## [Problem to work on]
Looking at the data, count the lines where the word "RepoError" occurs and answer with only the number.

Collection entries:
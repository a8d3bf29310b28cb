//! Substring search across posts, users, and tags.

use std::sync::Arc;

use thiserror::Error;
use uuid::Uuid;

use crate::application::posts::{PostService, PostView};
use crate::application::repos::{
    CollectionsRepo, PostsRepo, ProfileCounts, RepoError, TagHit, TagsRepo, UsersRepo,
};
use crate::domain::entities::UserRecord;

const POST_RESULT_LIMIT: i64 = 20;
const USER_RESULT_LIMIT: i64 = 10;
const TAG_RESULT_LIMIT: i64 = 20;

#[derive(Debug, Error)]
pub enum SearchError {
    #[error(transparent)]
    Repo(#[from] RepoError),
}

/// A user hit with the counters the result card renders.
#[derive(Debug, Clone)]
pub struct UserHit {
    pub user: UserRecord,
    pub counts: ProfileCounts,
}

#[derive(Debug, Default)]
pub struct SearchResults {
    pub posts: Vec<PostView>,
    pub users: Vec<UserHit>,
    pub tags: Vec<TagHit>,
}

#[derive(Clone)]
pub struct SearchService {
    posts: Arc<dyn PostsRepo>,
    users: Arc<dyn UsersRepo>,
    tags: Arc<dyn TagsRepo>,
    collections: Arc<dyn CollectionsRepo>,
    post_service: PostService,
}

impl SearchService {
    pub fn new(
        posts: Arc<dyn PostsRepo>,
        users: Arc<dyn UsersRepo>,
        tags: Arc<dyn TagsRepo>,
        collections: Arc<dyn CollectionsRepo>,
        post_service: PostService,
    ) -> Self {
        Self {
            posts,
            users,
            tags,
            collections,
            post_service,
        }
    }

    /// Substring matching only; a blank query short-circuits to empty results.
    pub async fn search(
        &self,
        query: &str,
        exclude_collection: Option<Uuid>,
        viewer: Option<&UserRecord>,
    ) -> Result<SearchResults, SearchError> {
        let query = query.trim();
        if query.is_empty() {
            return Ok(SearchResults::default());
        }

        let exclude = self
            .resolve_excluded_collection(exclude_collection, viewer)
            .await?;

        let post_rows = self
            .posts
            .search_posts(query, exclude, POST_RESULT_LIMIT)
            .await?;
        let posts = self
            .post_service
            .assemble(post_rows, viewer)
            .await
            .map_err(|err| match err {
                crate::application::posts::PostError::Repo(repo) => SearchError::Repo(repo),
                other => SearchError::Repo(RepoError::from_persistence(other)),
            })?;

        let user_rows = self.users.search_users(query, USER_RESULT_LIMIT).await?;
        let mut users = Vec::with_capacity(user_rows.len());
        for user in user_rows {
            let counts = self.users.profile_counts(user.id).await?;
            users.push(UserHit { user, counts });
        }

        let tags = self.tags.search_tags(query, TAG_RESULT_LIMIT).await?;

        Ok(SearchResults { posts, users, tags })
    }

    /// The exclusion only applies when the named collection belongs to the
    /// requester; anyone else's collection id is ignored.
    async fn resolve_excluded_collection(
        &self,
        exclude_collection: Option<Uuid>,
        viewer: Option<&UserRecord>,
    ) -> Result<Option<Uuid>, SearchError> {
        let (Some(id), Some(viewer)) = (exclude_collection, viewer) else {
            return Ok(None);
        };

        let collection = self.collections.find_by_id(id).await?;
        Ok(collection
            .filter(|record| record.user_id == viewer.id)
            .map(|record| record.id))
    }
}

## [Answer section]
3